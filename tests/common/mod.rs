use std::collections::{HashMap, HashSet};
use std::sync::{Arc, Mutex};

use async_trait::async_trait;
use serde_json::{json, Value};

use crmlink_core::errors::{Result, SyncError};
use crmlink_core::resources::{FieldMap, RecordRef, ResourceAdapter};
use crmlink_core::remote::RemoteClient;

/// One observed remote call, for assertions.
#[derive(Debug, Clone, PartialEq)]
pub enum RemoteCall {
    Upsert(String, i64),
    BulkUpsert(String, Vec<i64>),
    Destroy(String, String),
}

/// Remote client that records calls and answers deterministically: single
/// upserts return `REMOTE-{id}`, bulk upserts return `BULK-{id}` per record
/// with all-success markers.
pub struct RecordingRemoteClient {
    calls: Mutex<Vec<RemoteCall>>,
    pub fail_bulk: bool,
}

impl RecordingRemoteClient {
    pub fn new() -> Self {
        Self {
            calls: Mutex::new(Vec::new()),
            fail_bulk: false,
        }
    }

    pub fn failing_bulk() -> Self {
        Self {
            calls: Mutex::new(Vec::new()),
            fail_bulk: true,
        }
    }

    pub fn calls(&self) -> Vec<RemoteCall> {
        self.calls.lock().unwrap().clone()
    }
}

fn record_id_of(fields: &FieldMap) -> i64 {
    fields
        .get("App_Id__c")
        .and_then(Value::as_i64)
        .expect("field sets carry App_Id__c")
}

#[async_trait]
impl RemoteClient for RecordingRemoteClient {
    async fn upsert(
        &self,
        remote_type: &str,
        _external_id_field: &str,
        fields: &FieldMap,
    ) -> Result<String> {
        let record_id = record_id_of(fields);
        self.calls
            .lock()
            .unwrap()
            .push(RemoteCall::Upsert(remote_type.to_string(), record_id));
        Ok(format!("REMOTE-{}", record_id))
    }

    async fn update(&self, _remote_type: &str, _remote_id: &str, _fields: &FieldMap) -> Result<()> {
        Ok(())
    }

    async fn bulk_upsert(
        &self,
        remote_type: &str,
        field_sets: &[FieldMap],
        _external_id_field: &str,
        _all_or_none: bool,
    ) -> Result<Value> {
        let record_ids: Vec<i64> = field_sets.iter().map(record_id_of).collect();
        self.calls.lock().unwrap().push(RemoteCall::BulkUpsert(
            remote_type.to_string(),
            record_ids.clone(),
        ));

        let marker = if self.fail_bulk { "false" } else { "true" };
        let response: Vec<Value> = record_ids
            .iter()
            .map(|id| json!({ "id": [format!("BULK-{}", id)], "success": [marker] }))
            .collect();
        Ok(json!({ "id": ["750-JOB"], "batches": [{ "response": response }] }))
    }

    async fn destroy(&self, remote_type: &str, remote_id: &str) -> Result<()> {
        self.calls.lock().unwrap().push(RemoteCall::Destroy(
            remote_type.to_string(),
            remote_id.to_string(),
        ));
        Ok(())
    }

    async fn find(&self, _remote_type: &str, remote_id: &str) -> Result<Option<Value>> {
        Ok(Some(json!({ "Id": remote_id })))
    }

    async fn query(&self, _query: &str) -> Result<Vec<Value>> {
        Ok(Vec::new())
    }
}

/// Adapter over a fixed set of records, with optional dependencies shared
/// by every record of the type.
pub struct TestAdapter {
    remote_type: &'static str,
    records: HashSet<i64>,
    dependents: Vec<Option<RecordRef>>,
}

impl TestAdapter {
    pub fn new(remote_type: &'static str, records: impl IntoIterator<Item = i64>) -> Self {
        Self {
            remote_type,
            records: records.into_iter().collect(),
            dependents: Vec::new(),
        }
    }

    pub fn with_dependents(mut self, dependents: Vec<Option<RecordRef>>) -> Self {
        self.dependents = dependents;
        self
    }
}

#[async_trait]
impl ResourceAdapter for TestAdapter {
    fn remote_type(&self) -> &str {
        self.remote_type
    }

    fn external_id_field(&self) -> &str {
        "App_Id__c"
    }

    async fn field_map(&self, record_id: i64) -> Result<Option<FieldMap>> {
        if !self.records.contains(&record_id) {
            return Ok(None);
        }
        let mut fields = FieldMap::new();
        fields.insert("App_Id__c".to_string(), json!(record_id));
        fields.insert("Name".to_string(), json!(format!("record {}", record_id)));
        Ok(Some(fields))
    }

    async fn record_ids(&self) -> Result<Vec<i64>> {
        let mut ids: Vec<i64> = self.records.iter().copied().collect();
        ids.sort_unstable();
        Ok(ids)
    }

    async fn dependent_records(&self, _record_id: i64) -> Result<Vec<Option<RecordRef>>> {
        Ok(self.dependents.clone())
    }
}

/// Error reporter that counts notifications.
#[derive(Default)]
pub struct CountingReporter {
    pub notified: Mutex<Vec<String>>,
}

impl crmlink_core::ErrorReporter for CountingReporter {
    fn notify(&self, error: &SyncError) {
        self.notified.lock().unwrap().push(error.to_string());
    }
}

#[allow(dead_code)]
pub fn ids_by_type(entries: &[(&str, Vec<i64>)]) -> HashMap<String, Vec<i64>> {
    entries
        .iter()
        .map(|(tag, ids)| (tag.to_string(), ids.clone()))
        .collect()
}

---------------

● **Task prompt**: If a line in the material holds the string "FieldMap", count it, then state the number of such lines and nothing else.

● **Task answer**: 7